*DATASET EXCERPTS*:
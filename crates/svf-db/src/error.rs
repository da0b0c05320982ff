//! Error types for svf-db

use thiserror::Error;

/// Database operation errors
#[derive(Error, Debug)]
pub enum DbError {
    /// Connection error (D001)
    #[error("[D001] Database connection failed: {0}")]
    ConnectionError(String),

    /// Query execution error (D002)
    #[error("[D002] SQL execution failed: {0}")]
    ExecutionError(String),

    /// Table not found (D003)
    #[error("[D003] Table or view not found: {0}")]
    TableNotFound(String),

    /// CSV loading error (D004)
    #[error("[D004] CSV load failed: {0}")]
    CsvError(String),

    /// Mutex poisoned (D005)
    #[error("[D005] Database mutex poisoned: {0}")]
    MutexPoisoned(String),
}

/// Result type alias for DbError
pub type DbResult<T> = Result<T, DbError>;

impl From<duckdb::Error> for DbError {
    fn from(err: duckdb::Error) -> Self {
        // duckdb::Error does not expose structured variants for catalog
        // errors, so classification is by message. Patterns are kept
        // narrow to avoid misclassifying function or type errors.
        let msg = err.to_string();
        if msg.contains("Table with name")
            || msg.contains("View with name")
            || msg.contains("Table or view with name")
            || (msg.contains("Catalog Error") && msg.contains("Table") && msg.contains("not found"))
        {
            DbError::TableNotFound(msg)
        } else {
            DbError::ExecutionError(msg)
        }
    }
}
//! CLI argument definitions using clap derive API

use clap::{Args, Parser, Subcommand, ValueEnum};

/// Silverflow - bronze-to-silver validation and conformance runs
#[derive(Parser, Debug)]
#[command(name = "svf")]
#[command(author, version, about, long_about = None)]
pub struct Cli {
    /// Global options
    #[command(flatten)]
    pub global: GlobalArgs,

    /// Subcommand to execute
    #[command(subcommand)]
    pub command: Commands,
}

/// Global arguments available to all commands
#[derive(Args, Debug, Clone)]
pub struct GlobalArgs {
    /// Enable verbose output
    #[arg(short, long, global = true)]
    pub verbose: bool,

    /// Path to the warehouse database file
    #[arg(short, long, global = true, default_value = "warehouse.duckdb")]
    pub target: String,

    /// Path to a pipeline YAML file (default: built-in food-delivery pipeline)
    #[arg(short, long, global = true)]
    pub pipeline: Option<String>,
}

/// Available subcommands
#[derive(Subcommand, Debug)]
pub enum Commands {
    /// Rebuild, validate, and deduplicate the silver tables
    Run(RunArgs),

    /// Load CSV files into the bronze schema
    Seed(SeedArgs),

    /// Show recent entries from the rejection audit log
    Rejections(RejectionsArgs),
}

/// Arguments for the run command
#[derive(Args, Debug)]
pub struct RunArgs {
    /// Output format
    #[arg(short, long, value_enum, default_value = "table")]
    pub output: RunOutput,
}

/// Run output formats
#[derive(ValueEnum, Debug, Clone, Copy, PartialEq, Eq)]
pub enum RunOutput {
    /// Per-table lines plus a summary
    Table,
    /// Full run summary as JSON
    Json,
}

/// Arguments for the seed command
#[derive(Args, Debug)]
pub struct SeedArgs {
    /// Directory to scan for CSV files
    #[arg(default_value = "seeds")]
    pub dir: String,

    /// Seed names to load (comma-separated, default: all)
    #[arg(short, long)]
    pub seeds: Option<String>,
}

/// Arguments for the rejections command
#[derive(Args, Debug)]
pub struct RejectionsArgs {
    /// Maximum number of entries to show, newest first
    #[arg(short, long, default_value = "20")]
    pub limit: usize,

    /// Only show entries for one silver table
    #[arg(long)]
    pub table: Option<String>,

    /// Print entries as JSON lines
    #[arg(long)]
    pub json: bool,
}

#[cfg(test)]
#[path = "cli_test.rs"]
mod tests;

*ASSIGNED TASK*: Line by line, the data should be returned exactly as written.

*ANSWER BOX*:
filename crates/svf-db/src/error.rs
repository da0b0c05320982ff
//! Error types for svf-db

use thiserror::Error;

/// Database operation errors
#[derive(Error, Debug)]
pub enum DbError {
    /// Connection error (D001)
    #[error("[D001] Database connection failed: {0}")]
    ConnectionError(String),

    /// Query execution error (D002)
    #[error("[D002] SQL execution failed: {0}")]
    ExecutionError(String),

    /// Table not found (D003)
    #[error("[D003] Table or view not found: {0}")]
    TableNotFound(String),

    /// CSV loading error (D004)
    #[error("[D004] CSV load failed: {0}")]
    CsvError(String),

    /// Mutex poisoned (D005)
    #[error("[D005] Database mutex poisoned: {0}")]
    MutexPoisoned(String),
}

/// Result type alias for DbError
pub type DbResult<T> = Result<T, DbError>;

impl From<duckdb::Error> for DbError {
    fn from(err: duckdb::Error) -> Self {
        // duckdb::Error does not expose structured variants for catalog
        // errors, so classification is by message. Patterns are kept
        // narrow to avoid misclassifying function or type errors.
        let msg = err.to_string();
        if msg.contains("Table with name")
            || msg.contains("View with name")
            || msg.contains("Table or view with name")
            || (msg.contains("Catalog Error") && msg.contains("Table") && msg.contains("not found"))
        {
            DbError::TableNotFound(msg)
        } else {
            DbError::ExecutionError(msg)
        }
    }
}
//! CLI argument definitions using clap derive API

use clap::{Args, Parser, Subcommand, ValueEnum};

/// Silverflow - bronze-to-silver validation and conformance runs
#[derive(Parser, Debug)]
#[command(name = "svf")]
#[command(author, version, about, long_about = None)]
pub struct Cli {
    /// Global options
    #[command(flatten)]
    pub global: GlobalArgs,

    /// Subcommand to execute
    #[command(subcommand)]
    pub command: Commands,
}

/// Global arguments available to all commands
#[derive(Args, Debug, Clone)]
pub struct GlobalArgs {
    /// Enable verbose output
    #[arg(short, long, global = true)]
    pub verbose: bool,

    /// Path to the warehouse database file
    #[arg(short, long, global = true, default_value = "warehouse.duckdb")]
    pub target: String,

    /// Path to a pipeline YAML file (default: built-in food-delivery pipeline)
    #[arg(short, long, global = true)]
    pub pipeline: Option<String>,
}

/// Available subcommands
#[derive(Subcommand, Debug)]
pub enum Commands {
    /// Rebuild, validate, and deduplicate the silver tables
    Run(RunArgs),

    /// Load CSV files into the bronze schema
    Seed(SeedArgs),

    /// Show recent entries from the rejection audit log
    Rejections(RejectionsArgs),
}

/// Arguments for the run command
#[derive(Args, Debug)]
pub struct RunArgs {
    /// Output format
    #[arg(short, long, value_enum, default_value = "table")]
    pub output: RunOutput,
}

/// Run output formats
#[derive(ValueEnum, Debug, Clone, Copy, PartialEq, Eq)]
pub enum RunOutput {
    /// Per-table lines plus a summary
    Table,
    /// Full run summary as JSON
    Json,
}

/// Arguments for the seed command
#[derive(Args, Debug)]
pub struct SeedArgs {
    /// Directory to scan for CSV files
    #[arg(default_value = "seeds")]
    pub dir: String,

    /// Seed names to load (comma-separated, default: all)
    #[arg(short, long)]
    pub seeds: Option<String>,
}

/// Arguments for the rejections command
#[derive(Args, Debug)]
pub struct RejectionsArgs {
    /// Maximum number of entries to show, newest first
    #[arg(short, long, default_value = "20")]
    pub limit: usize,

    /// Only show entries for one silver table
    #[arg(long)]
    pub table: Option<String>,

    /// Print entries as JSON lines
    #[arg(long)]
    pub json: bool,
}

#[cfg(test)]
#[path = "cli_test.rs"]
mod tests;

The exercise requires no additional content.